It’s a clever touch.
Blood Vessel is obviously a movie about vampires on board a ship, but the title also refers to the doomed crew’s containment effort to stop a terrible blood-borne infection from reaching port.
Nutshell: A veritable United Nations of lifeboat survivors from a torpedoed hospital ship are hopelessly adrift somewhere in the water during the waning days of World War II.
There’s two Australians (Nathan Phillips, Alyssa Sutherland), a whiny British spook (John Lloyd Fillingham), a taciturn Russian (Alex Cooke), and a pair of Americans: a useful black sailor (Lydell Jackson), and a surly Italian cook (Mark Diaco) from the mean streets of Central Casting.
The improbable company hops aboard a derelict German ship and spends about 45 minutes exploring its innards, discovering burned, mutilated sailors, priceless art treasures, and an anemic child (Ruby Isobell Hall).

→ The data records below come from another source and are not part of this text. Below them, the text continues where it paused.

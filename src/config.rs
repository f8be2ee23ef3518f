use std::fmt;
use std::time::Duration;

use reqwest::header::HeaderValue;

use crate::errors::{MeditrailError, Result};

pub(crate) const DEFAULT_BASE_URL: &str = "https://meditrail.unitedwecare.com/api/v1";

/// End-to-end limit for a single upload, connection through response body.
pub const REQUEST_TIMEOUT: Duration = Duration::from_secs(60);

pub(crate) const API_KEY_ENV: &str = "MEDITRAIL_API_KEY";
pub(crate) const BASE_URL_ENV: &str = "MEDITRAIL_BASE_URL";

/// The API key. Never printed: `Debug` shows a placeholder.
#[derive(Clone)]
pub struct ApiKey(String);

impl ApiKey {
    pub(crate) fn parse(key: String) -> Result<Self> {
        if key.trim().is_empty() {
            return Err(MeditrailError::Config {
                message: format!(
                    "API key is required. Pass it to ClientBuilder::api_key() \
                     or set the {API_KEY_ENV} environment variable."
                ),
            });
        }
        if HeaderValue::from_str(&key).is_err() {
            return Err(MeditrailError::Config {
                message: "API key contains characters that cannot be sent in an HTTP header".into(),
            });
        }
        Ok(Self(key))
    }

    /// The raw key, for the transport to put on the wire.
    pub fn expose(&self) -> &str {
        &self.0
    }
}

impl fmt::Debug for ApiKey {
    fn fmt(&self, f: &mut fmt::Formatter<'_>) -> fmt::Result {
        f.write_str("ApiKey(<redacted>)")
    }
}

/// Immutable settings held by a [`Client`](crate::Client).
#[derive(Debug, Clone)]
pub struct ClientConfig {
    api_key: ApiKey,
    base_url: String,
}

impl ClientConfig {
    pub(crate) fn new(api_key: ApiKey, base_url: &str) -> Result<Self> {
        let base_url = base_url.trim().trim_end_matches('/');
        if base_url.is_empty() {
            return Err(MeditrailError::Config {
                message: "base URL must not be empty".into(),
            });
        }
        Ok(Self {
            api_key,
            base_url: base_url.to_string(),
        })
    }

    /// The key sent as `X-API-Key`. Redacted in `Debug` output.
    pub fn api_key(&self) -> &ApiKey {
        &self.api_key
    }

    /// Base URL without a trailing slash.
    pub fn base_url(&self) -> &str {
        &self.base_url
    }

    /// Per-request timeout. Always 60 seconds.
    pub fn timeout(&self) -> Duration {
        REQUEST_TIMEOUT
    }

    pub(crate) fn process_url(&self) -> String {
        format!("{}/ocr/process", self.base_url)
    }
}
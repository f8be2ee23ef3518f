use std::path::{Path, PathBuf};

use serde::de::DeserializeOwned;
use serde::{Deserialize, Deserializer, Serialize};

/// Placeholder the API uses when no doctor could be identified.
pub const NOT_AVAILABLE: &str = "N/A";

/// A single document upload: the file plus optional hints for the extractor.
///
/// ```
/// use meditrail::UploadRequest;
///
/// let request = UploadRequest::new("scans/chest_xray.jpg")
///     .text("Chest X-ray examination")
///     .system_prompt("Extract key clinical findings and abnormalities");
/// assert_eq!(request.file_path().to_str(), Some("scans/chest_xray.jpg"));
/// ```
#[derive(Debug, Clone)]
pub struct UploadRequest {
    file_path: PathBuf,
    text: Option<String>,
    system_prompt: Option<String>,
}

impl UploadRequest {
    pub fn new(file_path: impl AsRef<Path>) -> Self {
        Self {
            file_path: file_path.as_ref().to_path_buf(),
            text: None,
            system_prompt: None,
        }
    }

    /// Free-text context or annotation sent as the `text` field.
    pub fn text(mut self, text: impl Into<String>) -> Self {
        self.text = Some(text.into());
        self
    }

    /// Extraction hint sent as the `system_prompt` field.
    pub fn system_prompt(mut self, prompt: impl Into<String>) -> Self {
        self.system_prompt = Some(prompt.into());
        self
    }

    pub fn file_path(&self) -> &Path {
        &self.file_path
    }

    /// Optional form fields that will actually be sent. Blank values are dropped.
    pub(crate) fn form_fields(&self) -> Vec<(&'static str, String)> {
        [("text", &self.text), ("system_prompt", &self.system_prompt)]
            .into_iter()
            .filter_map(|(name, value)| {
                value
                    .as_deref()
                    .filter(|v| !v.trim().is_empty())
                    .map(|v| (name, v.to_string()))
            })
            .collect()
    }
}

/// Returned by `submit` when the API accepted and processed the document.
#[derive(Debug, Clone, Deserialize, Serialize)]
pub struct UploadResult {
    /// Document identifier assigned by the service.
    pub id: String,

    /// Extraction output. This is itself JSON-encoded; see
    /// [`parse_response`](Self::parse_response).
    pub response: String,

    pub clinical_relevance: bool,

    /// Comma-separated names, or `"N/A"`.
    #[serde(default = "not_available", deserialize_with = "null_as_not_available")]
    pub doctor_names: String,

    #[serde(default, deserialize_with = "null_as_default")]
    pub metadata: DocumentMetadata,

    /// Full API response JSON.
    #[serde(skip)]
    pub raw: serde_json::Value,
}

impl UploadResult {
    /// Decode the nested `response` string into a caller-chosen type.
    pub fn parse_response<T: DeserializeOwned>(&self) -> serde_json::Result<T> {
        serde_json::from_str(&self.response)
    }

    /// Decode the nested `response` string as untyped JSON.
    pub fn response_json(&self) -> serde_json::Result<serde_json::Value> {
        self.parse_response()
    }

    pub(crate) fn from_value(raw: serde_json::Value) -> serde_json::Result<Self> {
        let mut result: UploadResult = serde_json::from_value(raw.clone())?;
        result.raw = raw;
        Ok(result)
    }
}

/// Fields the service leaves `null` decode to their empty value.
#[derive(Debug, Clone, PartialEq, Deserialize, Serialize)]
#[serde(default)]
pub struct DocumentMetadata {
    #[serde(deserialize_with = "null_as_default")]
    pub original_file_name: String,
    /// Name the service stored the upload under.
    #[serde(deserialize_with = "null_as_default")]
    pub new_file_name: String,
    #[serde(deserialize_with = "null_as_default")]
    pub file_type: String,
    /// Human-readable, e.g. `"1.25 MB"`.
    #[serde(deserialize_with = "null_as_default")]
    pub file_size: String,
    /// Raw OCR transcription.
    #[serde(deserialize_with = "null_as_default")]
    pub text: String,
    #[serde(deserialize_with = "null_as_default")]
    pub category_name: String,
    #[serde(deserialize_with = "null_as_not_available")]
    pub doctor_name: String,
    #[serde(deserialize_with = "null_as_default")]
    pub page_count: u32,
}

impl Default for DocumentMetadata {
    fn default() -> Self {
        Self {
            original_file_name: String::new(),
            new_file_name: String::new(),
            file_type: String::new(),
            file_size: String::new(),
            text: String::new(),
            category_name: String::new(),
            doctor_name: not_available(),
            page_count: 0,
        }
    }
}

fn not_available() -> String {
    NOT_AVAILABLE.to_string()
}

fn null_as_default<'de, D, T>(deserializer: D) -> Result<T, D::Error>
where
    D: Deserializer<'de>,
    T: Default + Deserialize<'de>,
{
    Ok(Option::<T>::deserialize(deserializer)?.unwrap_or_default())
}

fn null_as_not_available<'de, D>(deserializer: D) -> Result<String, D::Error>
where
    D: Deserializer<'de>,
{
    Ok(Option::<String>::deserialize(deserializer)?.unwrap_or_else(not_available))
}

I realize that seems like quite a bit of action, but when spread over the entirety of the running time (a tidy 93 minutes), the pace is almost geologic.
As written and directed by Australian special effects maestro Justin Dix, Blood Vessel is mostly stuff we’ve seen before, wrapping Nazis in occult robes for another spin around the block.
Despite a fondness for familiar tropes, Dix has some inspired moments. His depiction of an Old World vampire clan that does most of its damage from a distance by psychically manipulating the infected sailors, is a fresh idea.
The hands-off approach to slaughter however, somewhat dilutes the impact of these powerful undead beings, though the creature concept and monstrous makeup are on point.
It’s too bad the vampires don’t get more screen time. Instead we learn personal details about members of the doomed crew so that past tragedies can still inform the present—especially when bloodsuckers start messing with their heads.
And with all the bad accents flying around, we’re having enough trouble remembering the parade of nations on display. Fortunately, the Australian speaks German, and the Russian understands Romanian.
With a structural resemblance to Aliens, minus the tension, spendy effects, and brilliant cast, Blood Vessel is serviceable entertainment at best, which doesn’t mean there’s no fun to be had.
There’s just not enough to go around.